By analyzing existing cross correlation between ST Dupont and Delfingen, you can compare the effects of market volatilities on ST Dupont and Delfingen and check how they will diversify away market risk if combined in the same portfolio for a given time horizon. You can also utilize pair trading strategies of matching a long position in ST Dupont with a short position of Delfingen. Check out your portfolio center. Please also check ongoing floating volatility patterns of ST Dupont and Delfingen.
Diversification Opportunities for ST Dupont and Delfingen
Pay attention - limited upside
The 3 months correlation between DPT and Delfingen is -0.87. Overlapping area represents the amount of risk that can be diversified away by holding ST Dupont and Delfingen in the same portfolio, assuming nothing else is changed. The correlation between historical prices or returns on Delfingen and ST Dupont is a relative statistical measure of the degree to which these equity instruments tend to move together. The correlation coefficient measures the extent to which returns on ST Dupont are associated (or correlated) with Delfingen. Values of the correlation coefficient range from -1 to +1, where. The correlation of zero (0) is possible when the price movement of Delfingen has no effect on the direction of ST Dupont i.e., ST Dupont and Delfingen go up and down completely randomly.

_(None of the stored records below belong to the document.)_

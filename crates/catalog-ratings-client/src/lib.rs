pub mod decode;
pub mod endpoint;
pub mod error;
pub mod http;
pub mod request;
pub mod transport;

pub use decode::decode_ratings;
pub use endpoint::{build_endpoint, EndpointReference};
pub use error::{BuildError, DecodeError, RequestError, TransportError};
pub use http::{create_catalog_client, HttpTransport};
pub use request::RatingRequest;
pub use transport::Transport;
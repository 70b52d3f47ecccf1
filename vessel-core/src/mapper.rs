//! Attribute mapping: hierarchy metrics to per-vertex colors and
//! per-segment line widths.

use crate::config::{ColorMode, MapperConfig};
use crate::hierarchy::Hierarchy;
use crate::segment::Segment;
use crate::types::SegmentId;
use glam::{Vec2, Vec3};

/// Width of a leaf in thickness mode.
pub const THICKNESS_OFFSET: f32 = 2.0;
/// Extra width of the segment with the most descendants in thickness mode.
pub const THICKNESS_SCALE: f32 = 13.0;
pub const MIN_DRAW_WIDTH: f32 = 1.0;
pub const MAX_DRAW_WIDTH: f32 = 10.0;
/// Gradient-mode color of segments the root cannot reach.
pub const UNREACHED_COLOR: Vec3 = Vec3::splat(0.35);

/// Render-ready line list.
///
/// Segment `i` owns vertices `2i` and `2i + 1` (start, end), both with
/// color `colors[2i]`, and width `thicknesses[i]`.
///
/// ### Fields
/// - `vertices` - Line-list positions, two per segment.
/// - `colors` - RGB per vertex, aligned with `vertices`.
/// - `thicknesses` - Unclamped width per segment; see [`RenderData::draw_width`].
/// - `default_width` - Single width for drawing every segment in one batch.
#[derive(Clone, Debug, Default, PartialEq)]
pub struct RenderData {
    pub vertices: Vec<Vec2>,
    pub colors: Vec<Vec3>,
    pub thicknesses: Vec<f32>,
    pub default_width: f32,
}

impl RenderData {
    pub fn segment_count(&self) -> usize {
        self.thicknesses.len()
    }

    pub fn is_empty(&self) -> bool {
        self.thicknesses.is_empty()
    }

    /// Width for drawing segment `id` on its own, clamped to
    /// `[MIN_DRAW_WIDTH, MAX_DRAW_WIDTH]`.
    #[inline]
    pub fn draw_width(&self, id: SegmentId) -> f32 {
        self.thicknesses[id].clamp(MIN_DRAW_WIDTH, MAX_DRAW_WIDTH)
    }

    /// Iterates `(endpoints, color, width)` per segment, using clamped
    /// per-segment widths when `per_segment` is set and the default width
    /// otherwise.
    pub fn lines(
        &self,
        per_segment: bool,
    ) -> impl Iterator<Item = ([Vec2; 2], Vec3, f32)> + '_ {
        (0..self.segment_count()).map(move |i| {
            let width = if per_segment {
                self.draw_width(i)
            } else {
                self.default_width
            };
            (
                [self.vertices[2 * i], self.vertices[2 * i + 1]],
                self.colors[2 * i],
                width,
            )
        })
    }
}

/// Color of one segment.
///
/// `depth` and `descendants` are the normalized metrics, `None` for
/// unreachable segments.
pub fn segment_color(mode: ColorMode, depth: Option<f32>, descendants: Option<f32>) -> Vec3 {
    match mode {
        ColorMode::PlainWhite => Vec3::ONE,
        ColorMode::Monochrome => Vec3::new(0.0, 1.0, 0.0),
        ColorMode::DepthGradient => match depth {
            Some(d) => Vec3::new(1.0 - 0.5 * d, 0.0, 0.5 * d),
            None => UNREACHED_COLOR,
        },
        ColorMode::DescendantGradient => match descendants {
            Some(s) => Vec3::new(s.sqrt(), 0.0, 1.0 - s * s),
            None => UNREACHED_COLOR,
        },
    }
}

/// Unclamped width of one segment.
pub fn segment_thickness(cfg: &MapperConfig, descendants: Option<f32>) -> f32 {
    match descendants {
        Some(s) if cfg.thickness_mode => THICKNESS_OFFSET + s * THICKNESS_SCALE,
        _ => cfg.base_width,
    }
}

/// Builds the render buffer for a segment soup.
///
/// ### Parameters
/// - `segments` - The soup `hierarchy` was computed from.
/// - `hierarchy` - Output of [`crate::hierarchy::analyze`].
/// - `cfg` - Color and thickness mode for this pass.
///
/// ### Returns
/// A [`RenderData`] with two vertices per segment. An empty soup yields
/// empty buffers.
pub fn map_attributes(
    segments: &[Segment],
    hierarchy: &Hierarchy,
    cfg: &MapperConfig,
) -> RenderData {
    let n = segments.len();
    let mut data = RenderData {
        vertices: Vec::with_capacity(2 * n),
        colors: Vec::with_capacity(2 * n),
        thicknesses: Vec::with_capacity(n),
        default_width: cfg.base_width,
    };

    for (i, s) in segments.iter().enumerate() {
        let depth = hierarchy.normalized_depth(i);
        let descendants = hierarchy.normalized_descendants(i);
        let color = segment_color(cfg.color_mode, depth, descendants);

        data.vertices.extend([s.start, s.end]);
        data.colors.extend([color, color]);
        data.thicknesses.push(segment_thickness(cfg, descendants));
    }
    data
}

Pair Corralation between ST Dupont and Delfingen
Assuming the 90 days trading horizon ST Dupont is expected to generate 1.35 times less return on investment than Delfingen. But when comparing it to its historical volatility, ST Dupont is 2.54 times less risky than Delfingen. It trades about 0.13 of its potential returns per unit of risk. Delfingen is currently generating about 0.07 of returns per unit of risk over similar time horizon. If you would invest 1,340 in Delfingen on September 23, 2024 and sell it today you would earn a total of 50.00 from holding Delfingen or generate 3.73% return on investment over 90 days.
Time Period | 3 Months [change] |
Direction | Moves Against |
Strength | Significant |
Accuracy | 100.0% |
Values | Daily Returns |
ST Dupont vs. Delfingen
Performance |
Timeline |
ST Dupont |
Delfingen |
ST Dupont and Delfingen Volatility Contrast
Predicted Return Density |
Returns |
Pair Trading with ST Dupont and Delfingen
The main advantage of trading using opposite ST Dupont and Delfingen positions is that it hedges away some unsystematic risk. Because of two separate transactions, even if ST Dupont position performs unexpectedly, Delfingen can make up some of the losses. Pair trading also minimizes risk from directional movements in the market. For example, if an entire industry or sector drops because of unexpected headlines, the short position in Delfingen will offset losses from the drop in Delfingen's long position.ST Dupont vs. Avenir Telecom SA | ST Dupont vs. Chargeurs SA | ST Dupont vs. BigBen Interactive | ST Dupont vs. Manitou BF SA |
Delfingen vs. ATEME SA | Delfingen vs. Figeac Aero SA | Delfingen vs. Chargeurs SA | Delfingen vs. Xilam Animation |
Check out your portfolio center.Note that this page's information should be used as a complementary analysis to find the right mix of equity instruments to add to your existing portfolios or create a brand new portfolio. You can also try the Portfolio Analyzer module to portfolio analysis module that provides access to portfolio diagnostics and optimization engine.